- [Exercise directions] From the entries below, work out the number of lines that hold the word "Ordering", and give that number alone.

[Dataset entries]
-=-=-

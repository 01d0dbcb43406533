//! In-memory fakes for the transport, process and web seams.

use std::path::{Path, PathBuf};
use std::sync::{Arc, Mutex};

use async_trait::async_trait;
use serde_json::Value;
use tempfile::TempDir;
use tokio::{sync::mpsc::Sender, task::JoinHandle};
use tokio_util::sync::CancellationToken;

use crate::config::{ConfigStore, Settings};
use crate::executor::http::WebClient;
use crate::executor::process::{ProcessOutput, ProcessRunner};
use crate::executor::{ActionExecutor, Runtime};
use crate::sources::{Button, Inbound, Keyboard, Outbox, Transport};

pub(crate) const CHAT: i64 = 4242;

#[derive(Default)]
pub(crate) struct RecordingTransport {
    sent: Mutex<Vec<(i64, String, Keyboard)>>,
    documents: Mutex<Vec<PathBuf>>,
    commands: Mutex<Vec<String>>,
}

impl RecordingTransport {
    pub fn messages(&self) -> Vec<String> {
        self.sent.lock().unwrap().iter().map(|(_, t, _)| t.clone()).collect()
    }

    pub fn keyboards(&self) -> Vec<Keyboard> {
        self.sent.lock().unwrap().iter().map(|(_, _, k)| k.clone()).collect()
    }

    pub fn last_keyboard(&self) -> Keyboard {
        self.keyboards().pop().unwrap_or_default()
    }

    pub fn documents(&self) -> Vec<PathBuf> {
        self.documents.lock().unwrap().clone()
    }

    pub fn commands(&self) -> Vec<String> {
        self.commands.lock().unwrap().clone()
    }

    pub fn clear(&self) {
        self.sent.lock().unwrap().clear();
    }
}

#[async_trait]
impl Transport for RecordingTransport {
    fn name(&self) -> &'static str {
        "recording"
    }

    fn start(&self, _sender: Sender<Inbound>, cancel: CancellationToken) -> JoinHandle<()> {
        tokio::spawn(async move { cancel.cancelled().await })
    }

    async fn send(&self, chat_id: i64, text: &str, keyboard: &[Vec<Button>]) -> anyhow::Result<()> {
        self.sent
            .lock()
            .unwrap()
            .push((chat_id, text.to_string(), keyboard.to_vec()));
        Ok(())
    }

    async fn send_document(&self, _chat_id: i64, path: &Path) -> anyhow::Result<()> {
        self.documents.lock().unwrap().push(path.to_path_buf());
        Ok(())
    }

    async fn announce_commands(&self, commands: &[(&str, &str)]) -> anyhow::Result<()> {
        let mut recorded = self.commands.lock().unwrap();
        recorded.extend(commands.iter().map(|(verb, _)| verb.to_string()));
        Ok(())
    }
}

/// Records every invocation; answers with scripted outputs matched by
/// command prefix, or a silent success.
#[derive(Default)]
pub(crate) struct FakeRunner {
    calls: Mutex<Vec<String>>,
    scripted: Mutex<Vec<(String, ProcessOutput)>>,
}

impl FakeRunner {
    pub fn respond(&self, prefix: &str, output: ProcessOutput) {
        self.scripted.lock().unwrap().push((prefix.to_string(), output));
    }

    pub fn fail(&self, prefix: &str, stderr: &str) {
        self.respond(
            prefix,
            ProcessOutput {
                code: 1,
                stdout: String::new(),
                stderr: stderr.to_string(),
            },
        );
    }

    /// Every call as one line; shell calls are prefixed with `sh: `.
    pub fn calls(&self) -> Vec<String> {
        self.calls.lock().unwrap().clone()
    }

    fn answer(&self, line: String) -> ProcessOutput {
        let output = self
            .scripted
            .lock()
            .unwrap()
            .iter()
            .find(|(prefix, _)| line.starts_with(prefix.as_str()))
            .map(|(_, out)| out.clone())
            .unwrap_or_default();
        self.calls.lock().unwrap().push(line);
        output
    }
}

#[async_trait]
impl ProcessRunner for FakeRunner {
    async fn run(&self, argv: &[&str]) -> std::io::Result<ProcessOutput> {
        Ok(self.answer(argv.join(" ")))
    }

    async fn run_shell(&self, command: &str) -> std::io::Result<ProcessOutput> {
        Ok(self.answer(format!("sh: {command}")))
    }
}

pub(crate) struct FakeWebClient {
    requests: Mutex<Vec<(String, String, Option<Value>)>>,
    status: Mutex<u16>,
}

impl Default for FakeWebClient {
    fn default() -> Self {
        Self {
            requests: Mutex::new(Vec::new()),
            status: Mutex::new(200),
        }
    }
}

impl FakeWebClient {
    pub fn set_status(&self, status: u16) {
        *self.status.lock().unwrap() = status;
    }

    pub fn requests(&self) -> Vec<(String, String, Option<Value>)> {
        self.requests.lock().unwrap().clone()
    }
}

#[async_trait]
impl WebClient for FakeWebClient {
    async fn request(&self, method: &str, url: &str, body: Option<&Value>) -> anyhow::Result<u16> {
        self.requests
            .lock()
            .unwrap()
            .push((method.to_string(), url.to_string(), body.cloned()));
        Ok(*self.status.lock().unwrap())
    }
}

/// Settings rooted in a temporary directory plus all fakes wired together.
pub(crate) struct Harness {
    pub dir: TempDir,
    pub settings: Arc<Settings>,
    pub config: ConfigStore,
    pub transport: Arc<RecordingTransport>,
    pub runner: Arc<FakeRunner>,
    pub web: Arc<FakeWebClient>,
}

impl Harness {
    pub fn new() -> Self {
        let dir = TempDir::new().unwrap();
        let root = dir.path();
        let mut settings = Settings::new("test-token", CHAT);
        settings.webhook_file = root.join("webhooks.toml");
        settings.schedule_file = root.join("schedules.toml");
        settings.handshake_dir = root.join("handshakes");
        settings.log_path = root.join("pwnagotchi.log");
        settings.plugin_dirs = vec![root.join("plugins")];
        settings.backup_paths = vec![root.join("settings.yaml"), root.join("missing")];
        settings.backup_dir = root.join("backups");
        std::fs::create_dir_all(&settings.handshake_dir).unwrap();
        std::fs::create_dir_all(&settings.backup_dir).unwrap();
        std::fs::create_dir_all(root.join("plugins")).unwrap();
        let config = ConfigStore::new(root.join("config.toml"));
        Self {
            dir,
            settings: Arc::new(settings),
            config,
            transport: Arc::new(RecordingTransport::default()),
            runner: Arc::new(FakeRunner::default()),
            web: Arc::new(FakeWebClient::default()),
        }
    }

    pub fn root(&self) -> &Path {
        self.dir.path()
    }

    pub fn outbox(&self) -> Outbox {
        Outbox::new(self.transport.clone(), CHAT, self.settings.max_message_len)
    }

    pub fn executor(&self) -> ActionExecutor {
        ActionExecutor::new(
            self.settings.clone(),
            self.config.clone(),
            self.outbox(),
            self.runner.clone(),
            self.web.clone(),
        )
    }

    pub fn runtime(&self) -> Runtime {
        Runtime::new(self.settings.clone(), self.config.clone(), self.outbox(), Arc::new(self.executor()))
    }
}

-=-=-

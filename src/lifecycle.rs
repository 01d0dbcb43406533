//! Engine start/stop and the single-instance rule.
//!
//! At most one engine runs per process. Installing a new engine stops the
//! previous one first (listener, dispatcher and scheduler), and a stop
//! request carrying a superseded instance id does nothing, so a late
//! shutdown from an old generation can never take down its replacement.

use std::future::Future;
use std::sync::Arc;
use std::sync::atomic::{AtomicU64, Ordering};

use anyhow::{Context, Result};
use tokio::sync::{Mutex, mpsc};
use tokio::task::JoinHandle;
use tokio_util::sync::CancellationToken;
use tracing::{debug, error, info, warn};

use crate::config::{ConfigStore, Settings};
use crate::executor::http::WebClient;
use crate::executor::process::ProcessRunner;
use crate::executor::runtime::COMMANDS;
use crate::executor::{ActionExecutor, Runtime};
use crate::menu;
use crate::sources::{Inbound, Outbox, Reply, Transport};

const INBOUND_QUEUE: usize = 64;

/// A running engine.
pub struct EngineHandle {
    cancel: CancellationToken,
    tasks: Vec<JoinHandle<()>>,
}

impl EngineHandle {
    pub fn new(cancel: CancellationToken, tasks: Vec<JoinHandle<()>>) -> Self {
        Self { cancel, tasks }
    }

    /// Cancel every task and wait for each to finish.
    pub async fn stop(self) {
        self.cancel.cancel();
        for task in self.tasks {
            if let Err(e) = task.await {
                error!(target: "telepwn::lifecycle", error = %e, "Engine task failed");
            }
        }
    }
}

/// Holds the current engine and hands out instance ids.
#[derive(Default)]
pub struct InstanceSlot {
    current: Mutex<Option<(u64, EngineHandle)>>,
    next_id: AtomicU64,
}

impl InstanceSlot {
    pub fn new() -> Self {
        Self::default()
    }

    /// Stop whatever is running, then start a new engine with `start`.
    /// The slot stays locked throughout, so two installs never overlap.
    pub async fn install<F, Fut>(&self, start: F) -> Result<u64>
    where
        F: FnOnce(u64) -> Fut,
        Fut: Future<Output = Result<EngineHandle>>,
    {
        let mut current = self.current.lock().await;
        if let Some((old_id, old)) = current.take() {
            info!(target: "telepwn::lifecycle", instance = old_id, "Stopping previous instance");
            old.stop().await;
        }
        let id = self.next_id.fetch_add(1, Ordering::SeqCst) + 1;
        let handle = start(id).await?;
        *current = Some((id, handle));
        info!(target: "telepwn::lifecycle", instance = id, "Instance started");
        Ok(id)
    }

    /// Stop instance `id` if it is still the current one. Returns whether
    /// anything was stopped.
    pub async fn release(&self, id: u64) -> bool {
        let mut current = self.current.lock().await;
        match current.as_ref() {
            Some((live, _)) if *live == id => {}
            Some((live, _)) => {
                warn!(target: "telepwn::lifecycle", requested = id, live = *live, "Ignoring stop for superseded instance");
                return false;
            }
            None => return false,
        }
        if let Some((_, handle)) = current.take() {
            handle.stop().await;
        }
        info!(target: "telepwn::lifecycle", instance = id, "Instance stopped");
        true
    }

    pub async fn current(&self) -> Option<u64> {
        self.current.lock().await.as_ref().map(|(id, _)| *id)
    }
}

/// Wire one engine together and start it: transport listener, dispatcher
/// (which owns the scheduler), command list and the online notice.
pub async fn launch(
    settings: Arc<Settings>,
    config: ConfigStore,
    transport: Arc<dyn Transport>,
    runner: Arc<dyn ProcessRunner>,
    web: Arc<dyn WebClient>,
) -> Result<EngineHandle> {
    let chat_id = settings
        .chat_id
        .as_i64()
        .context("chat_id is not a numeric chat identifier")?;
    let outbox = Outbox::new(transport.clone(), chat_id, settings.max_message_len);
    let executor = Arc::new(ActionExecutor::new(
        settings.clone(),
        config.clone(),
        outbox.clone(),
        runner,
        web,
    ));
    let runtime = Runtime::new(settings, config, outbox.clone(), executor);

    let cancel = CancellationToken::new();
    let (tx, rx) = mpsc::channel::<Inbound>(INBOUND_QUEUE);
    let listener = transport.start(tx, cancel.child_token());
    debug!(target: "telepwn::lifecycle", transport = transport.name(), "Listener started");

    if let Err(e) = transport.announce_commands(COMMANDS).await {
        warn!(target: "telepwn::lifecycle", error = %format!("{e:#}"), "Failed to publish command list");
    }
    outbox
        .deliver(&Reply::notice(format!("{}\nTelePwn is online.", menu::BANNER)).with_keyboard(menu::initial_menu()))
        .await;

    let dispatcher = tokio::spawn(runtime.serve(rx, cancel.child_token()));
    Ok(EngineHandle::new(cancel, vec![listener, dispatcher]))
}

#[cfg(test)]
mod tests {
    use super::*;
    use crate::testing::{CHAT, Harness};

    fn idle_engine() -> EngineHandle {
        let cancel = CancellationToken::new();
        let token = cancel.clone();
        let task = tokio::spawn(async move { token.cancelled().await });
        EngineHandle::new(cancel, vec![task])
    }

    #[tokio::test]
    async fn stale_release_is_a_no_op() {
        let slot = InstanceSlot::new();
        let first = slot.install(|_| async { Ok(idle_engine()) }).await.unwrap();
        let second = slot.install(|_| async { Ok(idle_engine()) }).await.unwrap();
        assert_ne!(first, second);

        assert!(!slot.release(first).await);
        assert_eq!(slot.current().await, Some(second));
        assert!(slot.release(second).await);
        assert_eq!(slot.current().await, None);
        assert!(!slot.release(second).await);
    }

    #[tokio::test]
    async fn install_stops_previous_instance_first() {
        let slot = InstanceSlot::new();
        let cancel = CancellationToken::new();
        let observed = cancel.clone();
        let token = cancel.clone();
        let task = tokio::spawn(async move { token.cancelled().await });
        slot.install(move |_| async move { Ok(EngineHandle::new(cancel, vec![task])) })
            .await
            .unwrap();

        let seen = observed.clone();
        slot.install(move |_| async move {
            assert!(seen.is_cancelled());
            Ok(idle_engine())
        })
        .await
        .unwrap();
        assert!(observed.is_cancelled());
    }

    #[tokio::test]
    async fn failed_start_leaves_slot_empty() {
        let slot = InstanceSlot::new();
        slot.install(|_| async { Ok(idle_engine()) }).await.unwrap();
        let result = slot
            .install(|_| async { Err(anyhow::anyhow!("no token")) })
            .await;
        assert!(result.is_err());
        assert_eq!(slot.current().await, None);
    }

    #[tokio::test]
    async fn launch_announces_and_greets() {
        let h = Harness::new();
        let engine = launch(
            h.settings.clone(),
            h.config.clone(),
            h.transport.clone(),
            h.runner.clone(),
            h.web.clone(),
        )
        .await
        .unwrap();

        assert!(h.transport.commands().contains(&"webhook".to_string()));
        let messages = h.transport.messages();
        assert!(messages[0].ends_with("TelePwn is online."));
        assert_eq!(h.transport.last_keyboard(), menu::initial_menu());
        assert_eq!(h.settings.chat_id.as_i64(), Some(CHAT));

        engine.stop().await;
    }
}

-=-=-

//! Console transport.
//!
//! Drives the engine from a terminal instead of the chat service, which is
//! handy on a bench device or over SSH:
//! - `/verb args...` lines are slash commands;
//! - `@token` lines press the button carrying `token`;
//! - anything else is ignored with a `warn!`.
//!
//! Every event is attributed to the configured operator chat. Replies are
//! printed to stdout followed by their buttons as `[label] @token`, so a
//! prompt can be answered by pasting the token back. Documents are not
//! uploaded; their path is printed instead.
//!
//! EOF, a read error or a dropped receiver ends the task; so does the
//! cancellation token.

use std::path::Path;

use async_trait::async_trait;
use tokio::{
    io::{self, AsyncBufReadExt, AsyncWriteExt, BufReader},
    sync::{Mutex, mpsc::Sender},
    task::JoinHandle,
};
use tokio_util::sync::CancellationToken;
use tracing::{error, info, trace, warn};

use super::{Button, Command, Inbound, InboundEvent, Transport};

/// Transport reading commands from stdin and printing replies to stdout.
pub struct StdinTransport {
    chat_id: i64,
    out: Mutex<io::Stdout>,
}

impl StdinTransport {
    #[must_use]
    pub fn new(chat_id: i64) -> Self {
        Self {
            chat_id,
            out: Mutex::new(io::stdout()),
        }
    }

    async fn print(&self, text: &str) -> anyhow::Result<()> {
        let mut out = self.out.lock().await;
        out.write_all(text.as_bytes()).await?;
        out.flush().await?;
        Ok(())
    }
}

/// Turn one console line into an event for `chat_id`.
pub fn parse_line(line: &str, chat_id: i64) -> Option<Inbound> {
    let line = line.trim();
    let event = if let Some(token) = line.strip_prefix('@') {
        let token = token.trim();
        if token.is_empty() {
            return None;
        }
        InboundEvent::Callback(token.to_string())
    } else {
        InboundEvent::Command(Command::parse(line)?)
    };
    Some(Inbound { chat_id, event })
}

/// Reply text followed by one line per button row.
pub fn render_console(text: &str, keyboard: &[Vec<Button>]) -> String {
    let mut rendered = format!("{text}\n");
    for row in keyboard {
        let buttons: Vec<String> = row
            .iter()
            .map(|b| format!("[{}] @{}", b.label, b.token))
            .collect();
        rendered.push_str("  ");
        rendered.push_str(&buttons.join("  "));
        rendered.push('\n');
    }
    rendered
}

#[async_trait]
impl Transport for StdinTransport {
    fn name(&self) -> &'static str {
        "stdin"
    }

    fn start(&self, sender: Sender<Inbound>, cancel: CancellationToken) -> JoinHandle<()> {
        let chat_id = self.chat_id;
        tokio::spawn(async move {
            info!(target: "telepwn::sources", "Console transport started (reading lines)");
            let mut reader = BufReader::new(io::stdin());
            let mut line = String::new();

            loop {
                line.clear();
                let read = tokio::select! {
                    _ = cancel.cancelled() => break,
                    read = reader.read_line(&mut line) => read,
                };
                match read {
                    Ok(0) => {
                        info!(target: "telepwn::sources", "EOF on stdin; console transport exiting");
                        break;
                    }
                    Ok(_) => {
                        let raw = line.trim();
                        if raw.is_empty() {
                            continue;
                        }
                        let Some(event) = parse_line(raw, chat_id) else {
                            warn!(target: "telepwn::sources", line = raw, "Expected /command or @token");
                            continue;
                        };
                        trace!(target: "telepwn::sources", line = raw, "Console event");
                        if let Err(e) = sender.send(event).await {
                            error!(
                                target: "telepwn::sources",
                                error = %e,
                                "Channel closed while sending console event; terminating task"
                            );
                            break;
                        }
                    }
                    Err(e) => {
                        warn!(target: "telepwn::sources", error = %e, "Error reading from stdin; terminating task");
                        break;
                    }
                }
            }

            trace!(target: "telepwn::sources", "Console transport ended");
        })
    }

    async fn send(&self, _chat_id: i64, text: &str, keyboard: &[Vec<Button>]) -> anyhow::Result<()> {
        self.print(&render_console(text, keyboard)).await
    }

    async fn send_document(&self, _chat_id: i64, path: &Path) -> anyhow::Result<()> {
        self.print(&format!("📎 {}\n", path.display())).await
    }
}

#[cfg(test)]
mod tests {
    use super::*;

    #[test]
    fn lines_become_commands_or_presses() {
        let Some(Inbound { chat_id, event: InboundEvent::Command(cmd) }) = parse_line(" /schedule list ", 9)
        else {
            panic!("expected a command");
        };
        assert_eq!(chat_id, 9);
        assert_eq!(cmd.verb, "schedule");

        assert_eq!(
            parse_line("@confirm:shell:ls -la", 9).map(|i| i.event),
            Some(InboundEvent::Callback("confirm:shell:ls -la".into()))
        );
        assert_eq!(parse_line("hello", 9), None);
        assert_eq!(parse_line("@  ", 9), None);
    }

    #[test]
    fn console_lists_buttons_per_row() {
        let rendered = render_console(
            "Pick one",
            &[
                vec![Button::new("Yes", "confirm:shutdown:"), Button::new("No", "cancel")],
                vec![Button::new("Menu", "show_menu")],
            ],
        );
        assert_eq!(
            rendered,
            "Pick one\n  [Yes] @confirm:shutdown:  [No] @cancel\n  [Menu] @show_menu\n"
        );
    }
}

-=-=-

- [Result] 2